New Worm Locks Documents with Password

Malware researchers from Panda Security warn of a new worm, which locks all documents, presentations or emails found on infected computers with a password.

Dubbed Clippo.A, the worm copies itself as PICTURE.EXE and SOUND.EXE to all folders on the system, as well as to removable drives or network shares where it has write permissions.

Its payload involves dropping a file called FILE.EXE in the root of the C: drive and adding a "load=c:\film.exe" startup registry entry under HKEY_CURRENT_USER\Software\Microsoft\Windows NT\CurrentVersion\Windows.

Most importantly, the worm sets a 721709031350 password to any Word document, PowerPoint presentation or Outlook email it finds.

Malicious programs, that block access to important files or operating system features usually ask for money in order to restore normal functionality.

Such programs are collectively known as ransomware,but this doesn't appear to be the case with this threat.

"[…] The purpose of this worm is not to obtain financial gains but just to annoy users," the Panda Security researchers note.
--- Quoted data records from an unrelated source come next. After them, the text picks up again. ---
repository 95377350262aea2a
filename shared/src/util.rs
/// 获取当前 UTC 时间戳（毫秒）
pub fn now_millis() -> i64 {
    chrono::Utc::now().timestamp_millis()
}
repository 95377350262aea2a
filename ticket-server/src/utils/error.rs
//! Application error types and uniform response envelope
//!
//! Every REST response (except the gateway callback, which speaks the
//! gateway's own body format) is an `AppResponse<T>` with a stable code:
//!
//! | Code  | Meaning              | HTTP |
//! |-------|----------------------|------|
//! | E0000 | Success              | 200  |
//! | E0002 | Validation failed    | 400  |
//! | E0003 | Resource not found   | 404  |
//! | E0004 | Conflict             | 409  |
//! | E0005 | Business rule        | 422  |
//! | E9001 | Internal error       | 500  |
//! | E9002 | Database error       | 500  |

use axum::Json;
use axum::http::StatusCode;
use axum::response::{IntoResponse, Response};
use serde::Serialize;
use thiserror::Error;
use tracing::error;

/// Application-level error. Handlers return this; the `IntoResponse`
/// impl maps it onto the envelope.
#[derive(Debug, Error)]
pub enum AppError {
    /// Requested resource does not exist (unknown showtime, order,
    /// voucher, ticket, ...)
    #[error("not found: {0}")]
    NotFound(String),

    /// Lost a race on shared state (seat already taken, ticket already
    /// used, order already settled). Recoverable: re-read and retry a
    /// DIFFERENT request, never the same one blindly.
    #[error("conflict: {0}")]
    Conflict(String),

    /// Malformed input, rejected before any state was touched
    #[error("validation failed: {0}")]
    Validation(String),

    /// Well-formed request that the domain rules refuse in the current
    /// state (cancel a non-pending order, ticket for an unpaid order,
    /// voucher outside its window, ...)
    #[error("business rule violated: {0}")]
    BusinessRule(String),

    /// Storage layer failure
    #[error("database error: {0}")]
    Database(String),

    /// Anything unexpected
    #[error("internal error: {0}")]
    Internal(String),
}

impl AppError {
    pub fn not_found(msg: impl Into<String>) -> Self {
        AppError::NotFound(msg.into())
    }

    pub fn conflict(msg: impl Into<String>) -> Self {
        AppError::Conflict(msg.into())
    }

    pub fn validation(msg: impl Into<String>) -> Self {
        AppError::Validation(msg.into())
    }

    pub fn business_rule(msg: impl Into<String>) -> Self {
        AppError::BusinessRule(msg.into())
    }

    pub fn database(msg: impl Into<String>) -> Self {
        AppError::Database(msg.into())
    }

    pub fn internal(msg: impl Into<String>) -> Self {
        AppError::Internal(msg.into())
    }

    /// Stable machine-readable code for the envelope.
    pub fn error_code(&self) -> &'static str {
        match self {
            AppError::Validation(_) => "E0002",
            AppError::NotFound(_) => "E0003",
            AppError::Conflict(_) => "E0004",
            AppError::BusinessRule(_) => "E0005",
            AppError::Internal(_) => "E9001",
            AppError::Database(_) => "E9002",
        }
    }

    fn status_code(&self) -> StatusCode {
        match self {
            AppError::Validation(_) => StatusCode::BAD_REQUEST,
            AppError::NotFound(_) => StatusCode::NOT_FOUND,
            AppError::Conflict(_) => StatusCode::CONFLICT,
            AppError::BusinessRule(_) => StatusCode::UNPROCESSABLE_ENTITY,
            AppError::Internal(_) | AppError::Database(_) => StatusCode::INTERNAL_SERVER_ERROR,
        }
    }
}

impl IntoResponse for AppError {
    fn into_response(self) -> Response {
        let status = self.status_code();
        let code = self.error_code();

        // 5xx details stay in the log; the client gets a trace id instead.
        let (message, trace_id) = if status.is_server_error() {
            let trace_id = uuid::Uuid::new_v4().to_string();
            match &self {
                AppError::Database(msg) => {
                    error!(target: "database", error = %msg, trace_id = %trace_id, "database failure");
                }
                other => {
                    error!(error = %other, trace_id = %trace_id, "internal failure");
                }
            }
            ("internal server error".to_string(), Some(trace_id))
        } else {
            (self.to_string(), None)
        };

        let body = AppResponse::<()> {
            code: code.to_string(),
            message,
            data: None,
            trace_id,
        };
        (status, Json(body)).into_response()
    }
}

/// Uniform response envelope.
#[derive(Debug, Clone, Serialize)]
pub struct AppResponse<T> {
    /// `E0000` on success, an error code otherwise
    pub code: String,
    pub message: String,
    #[serde(skip_serializing_if = "Option::is_none")]
    pub data: Option<T>,
    #[serde(skip_serializing_if = "Option::is_none")]
    pub trace_id: Option<String>,
}

impl<T: Serialize> AppResponse<T> {
    pub fn ok(data: T) -> Json<Self> {
        Json(Self {
            code: "E0000".to_string(),
            message: "Success".to_string(),
            data: Some(data),
            trace_id: None,
        })
    }

    pub fn ok_with_message(data: T, message: impl Into<String>) -> Json<Self> {
        Json(Self {
            code: "E0000".to_string(),
            message: message.into(),
            data: Some(data),
            trace_id: None,
        })
    }
}

/// Handler result alias.
pub type AppResult<T> = Result<T, AppError>;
Clippo stands to show that even though it is a rare occurrence these days, file damaging malware is not extinct.

Today's business-oriented cybercriminal landscape forces malware authors to focus on stealth and information stealing capabilities.
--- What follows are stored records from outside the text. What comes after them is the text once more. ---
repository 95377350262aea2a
//! Catalog database (SurrealDB, RocksDB engine)
//!
//! Holds the slow-changing sales catalog: showtimes, chairs, combos and
//! vouchers. Seat availability and orders live in redb, not here; this
//! database is only read on the hot path.

pub mod models;
pub mod repository;
pub mod seed;

pub use repository::{
    ChairRepository, ComboRepository, RepoError, RepoResult, ShowtimeRepository,
    VoucherRepository,
};

use std::path::Path;
use surrealdb::Surreal;
use surrealdb::engine::local::{Db, RocksDb};
use tracing::info;

/// All catalog repositories over one connection.
#[derive(Clone)]
pub struct Catalog {
    pub showtimes: ShowtimeRepository,
    pub chairs: ChairRepository,
    pub combos: ComboRepository,
    pub vouchers: VoucherRepository,
}

impl Catalog {
    pub fn new(db: Surreal<Db>) -> Self {
        Self {
            showtimes: ShowtimeRepository::new(db.clone()),
            chairs: ChairRepository::new(db.clone()),
            combos: ComboRepository::new(db.clone()),
            vouchers: VoucherRepository::new(db),
        }
    }
}

/// Open (or create) the catalog database and apply schema definitions.
pub async fn init_catalog(path: &Path) -> Result<Surreal<Db>, surrealdb::Error> {
    let db = Surreal::new::<RocksDb>(path).await?;
    db.use_ns("cinema").use_db("catalog").await?;
    define_schema(&db).await?;
    info!(path = %path.display(), "catalog database opened");
    Ok(db)
}

async fn define_schema(db: &Surreal<Db>) -> Result<(), surrealdb::Error> {
    db.query("DEFINE INDEX IF NOT EXISTS idx_voucher_code ON TABLE voucher COLUMNS code UNIQUE")
        .await?
        .check()?;
    db.query("DEFINE INDEX IF NOT EXISTS idx_chair_room ON TABLE chair COLUMNS room")
        .await?
        .check()?;
    Ok(())
}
This worm does not follow that direction. It does not present its creators with any monetizing opportunities and does not attempt to fly under the radar; quite the opposite.
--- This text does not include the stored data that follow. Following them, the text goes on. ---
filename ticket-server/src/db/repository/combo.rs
//! Combo Repository

use super::{BaseRepository, RepoError, RepoResult};
use crate::db::models::{Combo, ComboCreate};
use surrealdb::engine::local::Db;
use surrealdb::{RecordId, Surreal};

const TABLE: &str = "combo";

#[derive(Clone)]
pub struct ComboRepository {
    base: BaseRepository,
}

impl ComboRepository {
    pub fn new(db: Surreal<Db>) -> Self {
        Self {
            base: BaseRepository::new(db),
        }
    }

    /// All active combos, by name
    pub async fn find_all(&self) -> RepoResult<Vec<Combo>> {
        let combos: Vec<Combo> = self
            .base
            .db()
            .query("SELECT * FROM combo WHERE is_active = true ORDER BY name")
            .await?
            .take(0)?;
        Ok(combos)
    }

    pub async fn find_by_id(&self, id: &str) -> RepoResult<Option<Combo>> {
        let thing: RecordId = id
            .parse()
            .map_err(|_| RepoError::Validation(format!("Invalid combo ID: {}", id)))?;
        let combo: Option<Combo> = self.base.db().select(thing).await?;
        Ok(combo)
    }

    /// Create with a caller-chosen key (seed uses deterministic keys)
    pub async fn create_with_key(&self, key: &str, data: ComboCreate) -> RepoResult<Combo> {
        let combo = Combo {
            id: None,
            name: data.name,
            description: data.description,
            price: data.price,
            is_active: true,
        };
        let created: Option<Combo> = self.base.db().create((TABLE, key)).content(combo).await?;
        created.ok_or_else(|| RepoError::Database("Failed to create combo".to_string()))
    }
}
The most prominent family of malware which breaks files and is still actively developed is called Sality and is composed of file infecting viruses.

Clippo affects Windows 2003 and XP, as well as previous versions of the operating system that are no longer actively supported by Microsoft.

It can be rendered inactive by manually removing the registry entry and deleting the c:\file.exe file, but a full system scan with a capable and up-to-date antivirus program is highly recommended.

The network shares accessible from an infected computer and all removable storage devices plugged into it should also be scanned.